Excerpted records Start Marker

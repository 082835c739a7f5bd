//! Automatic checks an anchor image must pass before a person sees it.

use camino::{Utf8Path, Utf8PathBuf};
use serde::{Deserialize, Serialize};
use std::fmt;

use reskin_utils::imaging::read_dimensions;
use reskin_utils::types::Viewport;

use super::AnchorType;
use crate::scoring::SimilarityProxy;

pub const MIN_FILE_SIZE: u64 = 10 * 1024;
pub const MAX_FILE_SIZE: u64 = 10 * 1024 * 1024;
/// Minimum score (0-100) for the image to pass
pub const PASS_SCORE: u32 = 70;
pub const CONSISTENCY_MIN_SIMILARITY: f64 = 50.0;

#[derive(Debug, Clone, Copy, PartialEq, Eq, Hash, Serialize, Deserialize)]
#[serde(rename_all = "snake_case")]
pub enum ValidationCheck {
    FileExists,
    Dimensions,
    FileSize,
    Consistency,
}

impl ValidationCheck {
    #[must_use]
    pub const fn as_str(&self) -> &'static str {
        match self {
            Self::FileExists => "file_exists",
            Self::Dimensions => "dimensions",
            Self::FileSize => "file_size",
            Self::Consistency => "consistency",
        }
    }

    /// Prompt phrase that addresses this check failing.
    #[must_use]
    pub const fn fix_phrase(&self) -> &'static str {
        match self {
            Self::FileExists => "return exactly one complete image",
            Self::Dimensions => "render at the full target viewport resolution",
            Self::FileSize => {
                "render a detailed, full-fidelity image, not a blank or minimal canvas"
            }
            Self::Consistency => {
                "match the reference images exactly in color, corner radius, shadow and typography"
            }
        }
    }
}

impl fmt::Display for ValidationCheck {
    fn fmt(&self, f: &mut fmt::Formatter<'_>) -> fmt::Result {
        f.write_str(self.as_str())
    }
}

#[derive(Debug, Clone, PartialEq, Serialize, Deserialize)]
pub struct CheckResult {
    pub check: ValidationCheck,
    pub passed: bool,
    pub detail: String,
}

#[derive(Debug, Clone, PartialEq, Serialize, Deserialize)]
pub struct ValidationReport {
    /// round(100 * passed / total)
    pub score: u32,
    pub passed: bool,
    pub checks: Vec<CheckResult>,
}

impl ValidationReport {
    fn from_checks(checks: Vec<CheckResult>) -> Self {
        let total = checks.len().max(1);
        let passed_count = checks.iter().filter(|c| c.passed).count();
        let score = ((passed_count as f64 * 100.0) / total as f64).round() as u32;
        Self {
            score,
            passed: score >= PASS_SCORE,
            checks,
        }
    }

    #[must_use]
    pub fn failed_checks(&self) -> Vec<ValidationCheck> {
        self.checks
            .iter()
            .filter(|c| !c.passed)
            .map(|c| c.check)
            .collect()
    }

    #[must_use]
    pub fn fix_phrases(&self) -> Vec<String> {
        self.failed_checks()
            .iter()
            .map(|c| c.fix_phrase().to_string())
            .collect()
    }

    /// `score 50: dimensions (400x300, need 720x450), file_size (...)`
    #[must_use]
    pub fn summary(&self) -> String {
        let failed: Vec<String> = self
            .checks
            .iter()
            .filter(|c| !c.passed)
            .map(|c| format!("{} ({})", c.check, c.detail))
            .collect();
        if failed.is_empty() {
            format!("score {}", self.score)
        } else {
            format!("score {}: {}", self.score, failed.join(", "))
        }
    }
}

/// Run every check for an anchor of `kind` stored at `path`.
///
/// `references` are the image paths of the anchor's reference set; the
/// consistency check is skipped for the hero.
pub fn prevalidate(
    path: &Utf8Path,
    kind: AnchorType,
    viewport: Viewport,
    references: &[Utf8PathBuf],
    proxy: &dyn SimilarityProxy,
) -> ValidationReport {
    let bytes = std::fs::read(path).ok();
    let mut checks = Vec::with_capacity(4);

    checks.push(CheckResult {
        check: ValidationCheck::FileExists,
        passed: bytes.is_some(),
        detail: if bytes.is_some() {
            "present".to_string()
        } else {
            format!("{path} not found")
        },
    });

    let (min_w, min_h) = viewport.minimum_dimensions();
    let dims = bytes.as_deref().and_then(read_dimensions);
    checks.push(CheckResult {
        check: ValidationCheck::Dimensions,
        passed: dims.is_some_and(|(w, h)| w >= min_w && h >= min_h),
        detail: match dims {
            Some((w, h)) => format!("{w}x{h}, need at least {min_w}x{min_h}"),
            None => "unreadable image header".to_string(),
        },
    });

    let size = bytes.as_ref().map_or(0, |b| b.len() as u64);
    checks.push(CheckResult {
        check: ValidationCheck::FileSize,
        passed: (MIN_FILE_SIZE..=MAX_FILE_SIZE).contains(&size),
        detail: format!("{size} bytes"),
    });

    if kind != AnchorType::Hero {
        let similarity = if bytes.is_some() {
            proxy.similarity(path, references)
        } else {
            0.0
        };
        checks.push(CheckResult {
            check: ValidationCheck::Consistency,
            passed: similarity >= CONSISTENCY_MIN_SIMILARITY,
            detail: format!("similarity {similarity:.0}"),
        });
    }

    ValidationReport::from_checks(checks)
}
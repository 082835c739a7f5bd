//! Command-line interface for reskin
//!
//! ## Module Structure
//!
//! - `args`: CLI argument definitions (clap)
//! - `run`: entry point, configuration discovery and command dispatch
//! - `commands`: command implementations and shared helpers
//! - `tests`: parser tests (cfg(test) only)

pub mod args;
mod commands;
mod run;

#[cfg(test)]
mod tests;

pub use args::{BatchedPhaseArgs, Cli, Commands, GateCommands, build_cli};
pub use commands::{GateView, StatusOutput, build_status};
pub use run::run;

Excerpted records End Marker

Your task — Report how many lines in these entries contain "CheckResult". Answer with the number only.

Solution for this task — 7